Tue Dec 04, 2012 2:37 pm

Grumpy Mike wrote:Table 6-31 of the 2835 peripherals datasheet has the title "Alternative Function Assignments", that gives you the clue that it is not applicable to the state of the pins when they are GPIO. The clue is in the words. The reset states of the pull up / pull down registers is shown in Table 6-28 and Table 6-29 and 6-30 as being zero.
You are reading too much into the heading there. The whole of chapter 6 is GPIO and the pull states are shoehorned into the function table for convenience. The clue is the word also in "the Alternate function table also has the pull state which is applied after a power down".
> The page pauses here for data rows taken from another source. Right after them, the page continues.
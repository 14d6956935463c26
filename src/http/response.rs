//! HTTP response building module
//!
//! Provides builders for the status codes a static file server produces.

use http_body_util::Full;
use hyper::body::Bytes;
use hyper::header::{CONTENT_LENGTH, CONTENT_TYPE, LAST_MODIFIED, LOCATION};
use hyper::{Response, StatusCode};

const ERROR_CONTENT_TYPE: &str = "text/html;charset=utf-8";
const HTML_CONTENT_TYPE: &str = "text/html; charset=utf-8";

/// Build the standard HTML error page for `status`
///
/// The body is omitted for `HEAD` requests; `Content-Length` still
/// describes the page a `GET` would have received.
pub fn build_error_response(status: StatusCode, message: &str, is_head: bool) -> Response<Full<Bytes>> {
    let explain = status.canonical_reason().unwrap_or("Unknown");
    let page = format!(
        r#"<!DOCTYPE HTML>
<html lang="en">
    <head>
        <meta charset="utf-8">
        <title>Error response</title>
    </head>
    <body>
        <h1>Error response</h1>
        <p>Error code: {code}</p>
        <p>Message: {message}.</p>
        <p>Error code explanation: {code} - {explain}.</p>
    </body>
</html>
"#,
        code = status.as_u16(),
        message = escape_html(message),
    );
    let content_length = page.len();
    let body = if is_head {
        Bytes::new()
    } else {
        Bytes::from(page)
    };

    Response::builder()
        .status(status)
        .header(CONTENT_TYPE, ERROR_CONTENT_TYPE)
        .header(CONTENT_LENGTH, content_length)
        .body(Full::new(body))
        .unwrap_or_else(|e| {
            log_build_error(status.as_str(), &e);
            let mut response = Response::new(Full::new(Bytes::new()));
            *response.status_mut() = status;
            response
        })
}

/// Build 301 redirect response, used to add the trailing slash to directory URLs
pub fn build_redirect_response(location: &str) -> Response<Full<Bytes>> {
    Response::builder()
        .status(StatusCode::MOVED_PERMANENTLY)
        .header(LOCATION, location)
        .header(CONTENT_LENGTH, 0)
        .body(Full::new(Bytes::new()))
        .unwrap_or_else(|e| {
            log_build_error("301", &e);
            build_error_response(StatusCode::INTERNAL_SERVER_ERROR, "Invalid redirect target", false)
        })
}

/// Build 304 Not Modified response
pub fn build_304_response() -> Response<Full<Bytes>> {
    Response::builder()
        .status(StatusCode::NOT_MODIFIED)
        .body(Full::new(Bytes::new()))
        .unwrap_or_else(|e| {
            log_build_error("304", &e);
            Response::new(Full::new(Bytes::new()))
        })
}

/// Build 200 response for file contents
///
/// `content_length` is passed separately so `HEAD` can report the file
/// size without reading it.
pub fn build_file_response(
    data: Bytes,
    content_type: &str,
    content_length: u64,
    last_modified: Option<&str>,
) -> Response<Full<Bytes>> {
    let mut builder = Response::builder()
        .status(StatusCode::OK)
        .header(CONTENT_TYPE, content_type)
        .header(CONTENT_LENGTH, content_length);

    if let Some(last_modified) = last_modified {
        builder = builder.header(LAST_MODIFIED, last_modified);
    }

    builder.body(Full::new(data)).unwrap_or_else(|e| {
        log_build_error("200", &e);
        Response::new(Full::new(Bytes::new()))
    })
}

/// Build generic HTML response
pub fn build_html_response(content: String, is_head: bool) -> Response<Full<Bytes>> {
    let content_length = content.len();
    let body = if is_head {
        Bytes::new()
    } else {
        Bytes::from(content)
    };

    Response::builder()
        .status(StatusCode::OK)
        .header(CONTENT_TYPE, HTML_CONTENT_TYPE)
        .header(CONTENT_LENGTH, content_length)
        .body(Full::new(body))
        .unwrap_or_else(|e| {
            log_build_error("HTML", &e);
            Response::new(Full::new(Bytes::new()))
        })
}

/// Escape text for inclusion in HTML element content or attribute values
pub fn escape_html(text: &str) -> String {
    let mut escaped = String::with_capacity(text.len());
    for c in text.chars() {
        match c {
            '&' => escaped.push_str("&amp;"),
            '<' => escaped.push_str("&lt;"),
            '>' => escaped.push_str("&gt;"),
            '"' => escaped.push_str("&quot;"),
            '\'' => escaped.push_str("&#x27;"),
            _ => escaped.push(c),
        }
    }
    escaped
}

/// Log response build error
fn log_build_error(status: &str, error: &hyper::http::Error) {
    crate::logger::log_error(&format!("Failed to build {status} response: {error}"));
}
// Server loop module
// Binds the listener and runs the accept loop until shutdown

use std::net::SocketAddr;
use std::sync::Arc;
use std::time::Duration;
use tokio::net::TcpListener;
use tokio_util::sync::CancellationToken;

use super::connection::handle_connection;
use super::listener::create_listener;
use crate::config::{AppState, Config};
use crate::error::ServerError;
use crate::logger;

/// Pause after a failed accept so errors like EMFILE don't spin the loop
const ACCEPT_ERROR_BACKOFF: Duration = Duration::from_millis(100);

/// A bound static file server.
///
/// Exists in one of two states: `Running` while [`Server::run`] is being
/// polled, `Stopped` once the token fires and `run` returns, at which point
/// the listening socket has been closed.
#[derive(Debug)]
pub struct Server {
    listener: TcpListener,
    local_addr: SocketAddr,
    state: Arc<AppState>,
}

impl Server {
    /// Resolve the serving root and bind the listening socket.
    ///
    /// Must be called from within a Tokio runtime.
    pub fn bind(config: &Config) -> Result<Self, ServerError> {
        let state = AppState::new(config)?;
        let addr = config.get_socket_addr()?;
        let listener = create_listener(addr)?;
        let local_addr = listener.local_addr()?;

        Ok(Self {
            listener,
            local_addr,
            state: Arc::new(state),
        })
    }

    /// Address actually bound, useful when the configured port is 0
    pub const fn local_addr(&self) -> SocketAddr {
        self.local_addr
    }

    pub fn state(&self) -> &AppState {
        &self.state
    }

    /// Accept connections until `shutdown` is cancelled.
    ///
    /// Stops accepting immediately on cancellation and drops the listener.
    /// Open connections get the same token and wind down on their own.
    pub async fn run(self, shutdown: CancellationToken) -> Result<(), ServerError> {
        let Self {
            listener, state, ..
        } = self;

        loop {
            tokio::select! {
                biased;

                () = shutdown.cancelled() => break,

                accept_result = listener.accept() => {
                    match accept_result {
                        Ok((stream, peer_addr)) => {
                            handle_connection(stream, peer_addr, Arc::clone(&state), shutdown.clone());
                        }
                        Err(e) => {
                            logger::log_error(&format!("Failed to accept connection: {e}"));
                            if backoff_after_accept_error(&shutdown).await {
                                break;
                            }
                        }
                    }
                }
            }
        }

        drop(listener);
        Ok(())
    }
}

/// Wait out [`ACCEPT_ERROR_BACKOFF`]. Returns `true` if `shutdown` fired first.
async fn backoff_after_accept_error(shutdown: &CancellationToken) -> bool {
    tokio::select! {
        () = shutdown.cancelled() => true,
        () = tokio::time::sleep(ACCEPT_ERROR_BACKOFF) => false,
    }
}

/// Bind according to `config` and serve until `shutdown` is cancelled
pub async fn start(config: &Config, shutdown: CancellationToken) -> Result<(), ServerError> {
    let server = Server::bind(config)?;
    logger::log_server_start(&server.local_addr());
    server.run(shutdown).await
}
use std::process::ExitCode;

use coi_serve::config::Config;
use coi_serve::error::ServerError;
use coi_serve::logger;
use coi_serve::server::{self, Server};
use tokio_util::sync::CancellationToken;

fn main() -> ExitCode {
    let cfg = match Config::load() {
        Ok(cfg) => cfg,
        Err(e) => {
            logger::log_startup_failed(&ServerError::from(e));
            return ExitCode::FAILURE;
        }
    };

    if let Err(e) = logger::init(&cfg.logging) {
        eprintln!("[WARN] Logging disabled: {e}");
    }

    let mut runtime_builder = tokio::runtime::Builder::new_multi_thread();
    runtime_builder.enable_all();
    if let Some(workers) = cfg.server.workers {
        runtime_builder.worker_threads(workers);
    }

    let runtime = match runtime_builder.build() {
        Ok(runtime) => runtime,
        Err(e) => {
            logger::log_startup_failed(&ServerError::from(e));
            return ExitCode::FAILURE;
        }
    };

    match runtime.block_on(async_main(cfg)) {
        Ok(()) => ExitCode::SUCCESS,
        Err(e) => {
            logger::log_startup_failed(&e);
            ExitCode::FAILURE
        }
    }
}

async fn async_main(cfg: Config) -> Result<(), ServerError> {
    let server = Server::bind(&cfg)?;
    logger::log_server_start(&server.local_addr());

    let shutdown = CancellationToken::new();
    server::start_signal_handler(shutdown.clone());

    server.run(shutdown).await?;
    logger::log_server_stopped();
    Ok(())
}
//! MIME type detection module
//!
//! Returns the corresponding Content-Type based on file extension.

use std::path::Path;

/// Get MIME Content-Type based on file extension
///
/// # Examples
/// ```
/// use coi_serve::http::mime::get_content_type;
/// assert_eq!(get_content_type(Some("html")), "text/html; charset=utf-8");
/// assert_eq!(get_content_type(Some("wasm")), "application/wasm");
/// assert_eq!(get_content_type(None), "application/octet-stream");
/// ```
pub fn get_content_type(extension: Option<&str>) -> &'static str {
    let lower = extension.map(str::to_ascii_lowercase);
    match lower.as_deref() {
        // Text
        Some("html" | "htm") => "text/html; charset=utf-8",
        Some("css") => "text/css",
        Some("txt" | "md") => "text/plain; charset=utf-8",
        Some("csv") => "text/csv",
        Some("xml") => "application/xml",

        // JavaScript/WASM
        Some("js" | "mjs") => "text/javascript",
        Some("json" | "map") => "application/json",
        Some("wasm") => "application/wasm",

        // Images
        Some("png") => "image/png",
        Some("jpg" | "jpeg") => "image/jpeg",
        Some("gif") => "image/gif",
        Some("svg") => "image/svg+xml",
        Some("ico") => "image/vnd.microsoft.icon",
        Some("webp") => "image/webp",
        Some("avif") => "image/avif",

        // Video
        Some("mp4") => "video/mp4",
        Some("webm") => "video/webm",
        Some("ogv") => "video/ogg",
        Some("mov") => "video/quicktime",
        Some("avi") => "video/x-msvideo",

        // Audio
        Some("mp3") => "audio/mpeg",
        Some("ogg" | "oga") => "audio/ogg",
        Some("wav") => "audio/wav",
        Some("flac") => "audio/flac",
        Some("m4a") => "audio/mp4",

        // Fonts
        Some("woff") => "font/woff",
        Some("woff2") => "font/woff2",
        Some("ttf") => "font/ttf",
        Some("otf") => "font/otf",

        // Documents
        Some("pdf") => "application/pdf",
        Some("zip") => "application/zip",
        Some("gz") => "application/gzip",
        Some("tar") => "application/x-tar",

        // Default
        _ => "application/octet-stream",
    }
}

/// Content-Type for a filesystem path
pub fn content_type_for(path: &Path) -> &'static str {
    get_content_type(path.extension().and_then(|e| e.to_str()))
}
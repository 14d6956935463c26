//! Request handler module
//!
//! Responsible for request dispatch and serving files out of the serving root.

pub mod listing;
pub mod path;
pub mod router;
pub mod static_files;

// Re-export main entry point
pub use router::handle_request;
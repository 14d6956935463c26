//! Static file serving module
//!
//! Maps a request onto the serving root and produces the file, redirect,
//! listing or not-modified response.

use crate::config::AppState;
use crate::error::ServeError;
use crate::handler::listing;
use crate::handler::path::translate_path;
use crate::handler::router::RequestContext;
use crate::http::{self, date, mime};
use http_body_util::Full;
use hyper::body::Bytes;
use hyper::Response;
use std::fs::Metadata;
use std::path::{Path, PathBuf};
use tokio::fs;

/// Files tried, in order, when a directory is requested
pub const INDEX_FILES: [&str; 2] = ["index.html", "index.htm"];

/// Serve the request from the serving root
pub async fn serve(
    state: &AppState,
    ctx: &RequestContext<'_>,
) -> Result<Response<Full<Bytes>>, ServeError> {
    let fs_path = translate_path(&state.root, ctx.path);
    // Any stat failure, permission problems included, reads as "not there"
    let meta = fs::metadata(&fs_path).await.map_err(|_| ServeError::NotFound)?;

    if meta.is_dir() {
        return serve_directory(ctx, &fs_path).await;
    }

    if ctx.path.ends_with('/') {
        return Err(ServeError::NotFound);
    }

    serve_file(ctx, &fs_path, &meta).await
}

async fn serve_directory(
    ctx: &RequestContext<'_>,
    dir: &Path,
) -> Result<Response<Full<Bytes>>, ServeError> {
    if !ctx.path.ends_with('/') {
        // A leading `//` would make the Location a protocol-relative URL
        let path = format!("/{}", ctx.path.trim_start_matches('/'));
        let location = match ctx.query {
            Some(query) => format!("{path}/?{query}"),
            None => format!("{path}/"),
        };
        return Ok(http::build_redirect_response(&location));
    }

    if let Some((index_path, meta)) = find_index_file(dir).await {
        return serve_file(ctx, &index_path, &meta).await;
    }

    let page = listing::list_directory(dir, ctx.path).await?;
    Ok(http::build_html_response(page, ctx.is_head))
}

/// Locate the first index file that exists as a regular file
async fn find_index_file(dir: &Path) -> Option<(PathBuf, Metadata)> {
    for name in INDEX_FILES {
        let candidate = dir.join(name);
        if let Ok(meta) = fs::metadata(&candidate).await {
            if meta.is_file() {
                return Some((candidate, meta));
            }
        }
    }
    None
}

async fn serve_file(
    ctx: &RequestContext<'_>,
    file_path: &Path,
    meta: &Metadata,
) -> Result<Response<Full<Bytes>>, ServeError> {
    let modified = meta.modified().ok();

    // If-None-Match takes precedence; without ETags it never matches
    if !ctx.has_if_none_match {
        if let (Some(modified), Some(since)) = (modified, ctx.if_modified_since) {
            if date::not_modified_since(modified, since) {
                return Ok(http::build_304_response());
            }
        }
    }

    let content_type = mime::content_type_for(file_path);
    let last_modified = modified.map(date::format_http_date);

    if ctx.is_head {
        return Ok(http::build_file_response(
            Bytes::new(),
            content_type,
            meta.len(),
            last_modified.as_deref(),
        ));
    }

    let content = fs::read(file_path).await.map_err(|e| {
        crate::logger::log_error(&format!(
            "Failed to read file '{}': {e}",
            file_path.display()
        ));
        ServeError::Read(e)
    })?;
    let content_length = u64::try_from(content.len()).unwrap_or(u64::MAX);

    Ok(http::build_file_response(
        Bytes::from(content),
        content_type,
        content_length,
        last_modified.as_deref(),
    ))
}

#[cfg(test)]
mod tests {
    use super::*;
    use hyper::StatusCode;

    fn context(path: &str) -> RequestContext<'_> {
        RequestContext {
            path,
            query: None,
            is_head: false,
            if_modified_since: None,
            has_if_none_match: false,
        }
    }

    #[tokio::test]
    async fn test_read_failure_after_stat() {
        let dir = tempfile::tempdir().unwrap();
        let file_path = dir.path().join("gone.js");
        std::fs::write(&file_path, "console.log(1)").unwrap();
        let meta = std::fs::metadata(&file_path).unwrap();
        std::fs::remove_file(&file_path).unwrap();

        let err = serve_file(&context("/gone.js"), &file_path, &meta)
            .await
            .unwrap_err();
        assert!(matches!(err, ServeError::Read(_)));
        assert_eq!(err.status(), StatusCode::INTERNAL_SERVER_ERROR);

        let response = http::build_error_response(err.status(), &err.to_string(), false);
        assert_eq!(response.status(), StatusCode::INTERNAL_SERVER_ERROR);
    }

    #[tokio::test]
    async fn test_read_failure_error_page() {
        use http_body_util::BodyExt;

        let dir = tempfile::tempdir().unwrap();
        let file_path = dir.path().join("gone.wasm");
        std::fs::write(&file_path, [0u8, 97, 115, 109]).unwrap();
        let meta = std::fs::metadata(&file_path).unwrap();
        std::fs::remove_file(&file_path).unwrap();

        let err = serve_file(&context("/gone.wasm"), &file_path, &meta)
            .await
            .unwrap_err();
        let response = http::apply_isolation_headers(http::build_error_response(
            err.status(),
            &err.to_string(),
            false,
        ));
        for (name, value) in http::ISOLATION_HEADERS {
            assert_eq!(response.headers()[name], value);
        }

        let body = response.into_body().collect().await.unwrap().to_bytes();
        let body = String::from_utf8(body.to_vec()).unwrap();
        assert!(body.contains("<p>Error code: 500</p>"));
        assert!(body.contains("Error reading file"));
    }
}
The tables you cite show that the reset states of the pull registers are zero, as if pulls were disabled. But the text makes it clear that hardware pulls are actually retained over a reset, and for that reason you cannot expect to read the current pull state from the registers.

Again, if you doubt this you could easily test it. On a cold start (with or without SD card) GPIO7 is initially pulled high. After booting an OS to disable that pull-up, a hard reset (with or without SD card) will not reinstate it. I think this is also good evidence that the initial pull states are set in hardware, not by the boot ROM as you suggest. But of course that makes no difference because either way the behaviour cannot be changed or avoided.

Quite simply, anything attached to P1 must be safe with the default pulls given in 6-31, regardless of what OS you choose.
Well with some versions of Raspbian I am seeing some pins set up as outputs. I have checked this.
Are you still excluding pins that are being driven, such as UART TXD? If unused, or unlikely-to-be-used, pins are being configured as output then that absolutely needs to be fixed. That means tracing it to the firmware, kernel, or distro, and reporting as a bug. Vague talk of muppetry and hatred without even naming any pins in question is not helpful.

Incidentally, the three pins causing the problem for the OP were the I²C pair with hardware pull-ups, and TXD.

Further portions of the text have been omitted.